┌─ Data for analysis
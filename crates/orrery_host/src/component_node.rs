//! Components hosted as dependency graph nodes.
//!
//! A [`ComponentNode`] wires a [`ComponentDescriptor`] into a
//! [`DependencyGraph`](orrery_graph::DependencyGraph):
//!
//! | Graph event | Component effect |
//! |-------------|------------------|
//! | node starts | a fresh [`Component`] is built, its mandatory references bound from the dependency values, then activated |
//! | node stops | the component is untracked and deactivated |
//!
//! Each mandatory reference depends on the node named after its interface.
//! Optional references are left to an attached [`ServiceRegistry`].

use core::fmt;
use std::sync::Arc;

use orrery_component::{Component, ComponentDescriptor, ServiceRef, ServiceRegistry};
use orrery_graph::{BoxError, Dependencies, NodeDescriptor};

/// Builder turning a component declaration into a graph node.
///
/// The node's value is the running [`Component`].
///
/// # Example
///
/// ```
/// use orrery_component::{ComponentDescriptor, ComponentState, ReferenceDescriptor, Component};
/// use orrery_graph::{DependencyGraph, NodeDescriptor};
/// use orrery_host::ComponentNode;
///
/// struct Store;
///
/// let graph = DependencyGraph::new();
/// graph.register(NodeDescriptor::new("store", |_| Ok(Store))).unwrap();
/// graph
///     .register(
///         ComponentNode::new(
///             ComponentDescriptor::new("reader")
///                 .reference(ReferenceDescriptor::mandatory("store", "store")),
///         )
///         .into_node(),
///     )
///     .unwrap();
///
/// graph.start("reader").unwrap();
/// let reader = graph.value::<Component>("reader").unwrap();
/// assert_eq!(reader.state(), ComponentState::Active);
///
/// graph.stop("store").unwrap();
/// assert_eq!(reader.state(), ComponentState::Deactivated);
/// ```
#[derive(Clone)]
pub struct ComponentNode {
    name: String,
    descriptor: ComponentDescriptor,
    registry: Option<Arc<ServiceRegistry>>,
}

impl ComponentNode {
    /// Hosts `descriptor` in a node named after it.
    #[must_use]
    pub fn new(descriptor: ComponentDescriptor) -> Self {
        Self {
            name: descriptor.name().to_string(),
            descriptor,
            registry: None,
        }
    }

    /// Overrides the node name.
    #[must_use]
    pub fn with_name(mut self, name: impl Into<String>) -> Self {
        self.name = name.into();
        self
    }

    /// Tracks the component in `registry` while the node is up.
    #[must_use]
    pub fn with_registry(mut self, registry: Arc<ServiceRegistry>) -> Self {
        self.registry = Some(registry);
        self
    }

    /// Returns the node name.
    #[must_use]
    pub fn name(&self) -> &str {
        &self.name
    }

    /// Returns the node dependencies: the interfaces of the mandatory references.
    #[must_use]
    pub fn dependencies(&self) -> Vec<String> {
        let mut dependencies: Vec<String> = Vec::new();
        for reference in self.descriptor.references() {
            if reference.is_mandatory() && !dependencies.iter().any(|d| d == reference.interface()) {
                dependencies.push(reference.interface().to_string());
            }
        }
        dependencies
    }

    /// Builds the graph node.
    #[must_use]
    pub fn into_node(self) -> NodeDescriptor {
        let dependencies = self.dependencies();
        let Self {
            name,
            descriptor,
            registry,
        } = self;
        let stop_registry = registry.clone();

        NodeDescriptor::from_shared(name, move |deps| {
            start_component(&descriptor, registry.as_deref(), deps)
        })
        .depends_on(dependencies)
        .with_disposer(move |component: &Component| {
            if let Some(registry) = &stop_registry {
                registry.untrack(component.id());
            }
            component.deactivate();
            Ok(())
        })
    }
}

fn start_component(
    descriptor: &ComponentDescriptor,
    registry: Option<&ServiceRegistry>,
    deps: &Dependencies<'_>,
) -> Result<Arc<Component>, BoxError> {
    let component = Arc::new(Component::new(descriptor.clone()));

    for reference in descriptor.references().iter().filter(|r| r.is_mandatory()) {
        let value = deps
            .value(reference.interface())
            .ok_or_else(|| format!("no value for dependency '{}'", reference.interface()))?;
        let service = ServiceRef::from_arc(reference.interface(), Arc::clone(value));
        if let Err(error) = component.bind(reference.name(), service) {
            component.deactivate();
            return Err(error.into());
        }
    }

    if let Err(error) = component.activate() {
        component.deactivate();
        return Err(error.into());
    }

    if let Some(registry) = registry {
        let report = registry.track(&component);
        if !report.is_clean() {
            tracing::warn!(
                component = %component,
                failures = report.failures.len(),
                "registry bindings failed for hosted component"
            );
        }
    }

    tracing::debug!(component = %component, "hosted component started");
    Ok(component)
}

impl fmt::Debug for ComponentNode {
    fn fmt(&self, f: &mut fmt::Formatter<'_>) -> fmt::Result {
        f.debug_struct("ComponentNode")
            .field("name", &self.name)
            .field("descriptor", &self.descriptor)
            .field("registry", &self.registry.is_some())
            .finish()
    }
}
└─
Problem to work on: If the string "tracing" appears in a line of the entries, report the line.

Written response:
            tracing::warn!(
    tracing::debug!(component = %component, "hosted component started");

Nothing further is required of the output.